> DESCRIPTION OF THE TASK
Report back every line of the entries that contains "TeamHasDependents", exactly as written.

> DATASET RECORDS

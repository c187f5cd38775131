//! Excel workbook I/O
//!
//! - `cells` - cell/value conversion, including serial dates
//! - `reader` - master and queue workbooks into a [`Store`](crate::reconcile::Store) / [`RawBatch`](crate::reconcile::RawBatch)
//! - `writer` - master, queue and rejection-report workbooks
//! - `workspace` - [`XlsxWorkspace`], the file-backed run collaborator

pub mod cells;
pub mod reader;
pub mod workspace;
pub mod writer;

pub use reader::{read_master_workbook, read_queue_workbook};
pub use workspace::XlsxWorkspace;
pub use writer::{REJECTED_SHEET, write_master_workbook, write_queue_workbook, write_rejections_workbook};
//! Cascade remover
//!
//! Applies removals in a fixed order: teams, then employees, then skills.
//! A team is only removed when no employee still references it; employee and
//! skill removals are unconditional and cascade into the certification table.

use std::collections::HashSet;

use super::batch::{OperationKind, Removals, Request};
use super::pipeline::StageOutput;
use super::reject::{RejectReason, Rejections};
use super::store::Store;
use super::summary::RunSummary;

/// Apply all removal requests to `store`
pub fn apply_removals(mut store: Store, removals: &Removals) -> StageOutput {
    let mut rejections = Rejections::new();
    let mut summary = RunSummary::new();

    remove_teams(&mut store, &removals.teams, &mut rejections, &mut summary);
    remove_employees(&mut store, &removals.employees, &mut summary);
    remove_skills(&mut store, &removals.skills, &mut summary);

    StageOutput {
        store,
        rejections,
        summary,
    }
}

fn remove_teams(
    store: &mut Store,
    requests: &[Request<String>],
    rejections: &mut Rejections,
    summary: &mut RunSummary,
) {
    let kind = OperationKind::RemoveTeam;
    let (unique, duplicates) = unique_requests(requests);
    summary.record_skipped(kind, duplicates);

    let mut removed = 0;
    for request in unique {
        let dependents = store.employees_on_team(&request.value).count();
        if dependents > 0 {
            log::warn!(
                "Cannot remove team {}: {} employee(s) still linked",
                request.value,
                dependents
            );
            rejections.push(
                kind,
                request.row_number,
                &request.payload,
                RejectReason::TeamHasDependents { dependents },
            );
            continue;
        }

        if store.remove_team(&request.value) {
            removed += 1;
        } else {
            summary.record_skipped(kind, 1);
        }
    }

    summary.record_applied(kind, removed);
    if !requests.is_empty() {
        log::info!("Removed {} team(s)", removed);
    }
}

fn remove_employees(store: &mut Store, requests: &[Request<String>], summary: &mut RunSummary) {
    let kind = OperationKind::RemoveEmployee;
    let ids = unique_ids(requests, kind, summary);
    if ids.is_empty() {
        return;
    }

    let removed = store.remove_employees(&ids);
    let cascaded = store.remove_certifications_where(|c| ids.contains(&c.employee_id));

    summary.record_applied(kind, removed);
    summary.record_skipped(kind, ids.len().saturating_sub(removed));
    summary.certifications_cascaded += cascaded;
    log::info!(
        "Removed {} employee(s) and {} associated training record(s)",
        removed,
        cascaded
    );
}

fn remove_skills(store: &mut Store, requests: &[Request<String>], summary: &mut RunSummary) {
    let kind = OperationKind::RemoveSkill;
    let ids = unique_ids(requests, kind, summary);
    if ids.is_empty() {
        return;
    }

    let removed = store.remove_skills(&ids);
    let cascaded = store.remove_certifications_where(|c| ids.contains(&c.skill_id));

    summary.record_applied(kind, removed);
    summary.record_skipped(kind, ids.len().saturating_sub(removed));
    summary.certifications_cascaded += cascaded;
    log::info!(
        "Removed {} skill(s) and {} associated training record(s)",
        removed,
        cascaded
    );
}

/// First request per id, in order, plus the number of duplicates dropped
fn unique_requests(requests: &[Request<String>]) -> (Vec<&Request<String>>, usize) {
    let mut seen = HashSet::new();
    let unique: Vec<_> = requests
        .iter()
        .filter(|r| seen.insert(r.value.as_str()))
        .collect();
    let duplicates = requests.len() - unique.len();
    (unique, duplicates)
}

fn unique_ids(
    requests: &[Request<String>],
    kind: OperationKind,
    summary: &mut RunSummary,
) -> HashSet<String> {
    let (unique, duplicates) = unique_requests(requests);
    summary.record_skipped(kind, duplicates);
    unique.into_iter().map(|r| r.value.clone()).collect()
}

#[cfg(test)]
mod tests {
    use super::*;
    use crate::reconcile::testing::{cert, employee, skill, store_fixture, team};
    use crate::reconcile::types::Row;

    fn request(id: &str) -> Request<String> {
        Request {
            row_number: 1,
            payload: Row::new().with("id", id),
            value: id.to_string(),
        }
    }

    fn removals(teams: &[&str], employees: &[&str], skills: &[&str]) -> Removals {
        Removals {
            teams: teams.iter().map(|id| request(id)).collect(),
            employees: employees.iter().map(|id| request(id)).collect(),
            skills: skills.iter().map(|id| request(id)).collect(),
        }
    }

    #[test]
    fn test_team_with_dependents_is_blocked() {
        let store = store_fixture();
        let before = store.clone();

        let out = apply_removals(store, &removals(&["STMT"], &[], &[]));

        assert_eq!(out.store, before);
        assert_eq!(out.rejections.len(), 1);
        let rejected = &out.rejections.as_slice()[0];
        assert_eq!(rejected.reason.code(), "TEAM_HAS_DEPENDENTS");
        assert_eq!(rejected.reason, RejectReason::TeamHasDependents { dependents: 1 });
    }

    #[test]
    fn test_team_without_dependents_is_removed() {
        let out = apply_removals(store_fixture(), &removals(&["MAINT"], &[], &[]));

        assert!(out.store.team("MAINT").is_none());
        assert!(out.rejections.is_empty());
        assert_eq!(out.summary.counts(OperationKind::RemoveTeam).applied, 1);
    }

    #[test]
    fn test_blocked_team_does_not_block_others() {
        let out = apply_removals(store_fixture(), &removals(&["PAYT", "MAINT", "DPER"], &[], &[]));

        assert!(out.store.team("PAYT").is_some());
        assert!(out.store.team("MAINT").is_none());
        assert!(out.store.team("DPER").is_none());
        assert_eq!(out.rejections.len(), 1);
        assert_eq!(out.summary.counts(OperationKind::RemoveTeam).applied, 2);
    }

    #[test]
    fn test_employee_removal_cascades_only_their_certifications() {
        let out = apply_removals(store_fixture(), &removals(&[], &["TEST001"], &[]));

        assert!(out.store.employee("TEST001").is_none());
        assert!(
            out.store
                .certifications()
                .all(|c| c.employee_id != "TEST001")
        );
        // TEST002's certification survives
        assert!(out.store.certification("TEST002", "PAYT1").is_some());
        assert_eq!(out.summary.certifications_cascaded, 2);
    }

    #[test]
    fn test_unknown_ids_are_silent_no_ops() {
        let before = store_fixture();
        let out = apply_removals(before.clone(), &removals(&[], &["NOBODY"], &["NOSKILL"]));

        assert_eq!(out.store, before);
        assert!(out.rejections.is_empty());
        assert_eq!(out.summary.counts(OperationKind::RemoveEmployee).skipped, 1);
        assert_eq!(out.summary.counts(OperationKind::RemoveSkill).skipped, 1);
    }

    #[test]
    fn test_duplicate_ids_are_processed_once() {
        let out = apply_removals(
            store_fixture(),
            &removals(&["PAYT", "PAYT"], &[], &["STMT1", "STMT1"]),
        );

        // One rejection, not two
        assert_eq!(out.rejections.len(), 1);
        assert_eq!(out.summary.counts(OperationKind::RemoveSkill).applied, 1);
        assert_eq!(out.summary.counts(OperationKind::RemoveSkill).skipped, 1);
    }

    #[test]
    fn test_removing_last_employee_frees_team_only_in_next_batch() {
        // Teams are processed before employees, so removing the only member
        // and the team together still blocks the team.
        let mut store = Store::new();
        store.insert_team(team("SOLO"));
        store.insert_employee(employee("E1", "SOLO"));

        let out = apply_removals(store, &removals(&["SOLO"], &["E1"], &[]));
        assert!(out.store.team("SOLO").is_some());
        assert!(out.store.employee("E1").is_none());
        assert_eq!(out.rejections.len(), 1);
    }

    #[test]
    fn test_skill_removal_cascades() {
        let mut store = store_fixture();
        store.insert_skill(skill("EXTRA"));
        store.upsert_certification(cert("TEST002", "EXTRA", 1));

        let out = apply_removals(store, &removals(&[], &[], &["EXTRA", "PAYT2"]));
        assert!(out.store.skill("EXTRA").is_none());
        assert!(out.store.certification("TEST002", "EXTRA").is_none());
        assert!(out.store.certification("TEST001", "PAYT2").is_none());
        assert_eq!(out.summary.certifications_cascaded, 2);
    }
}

> PROBLEM SOLUTION
                RejectReason::TeamHasDependents { dependents },
        assert_eq!(rejected.reason, RejectReason::TeamHasDependents { dependents: 1 });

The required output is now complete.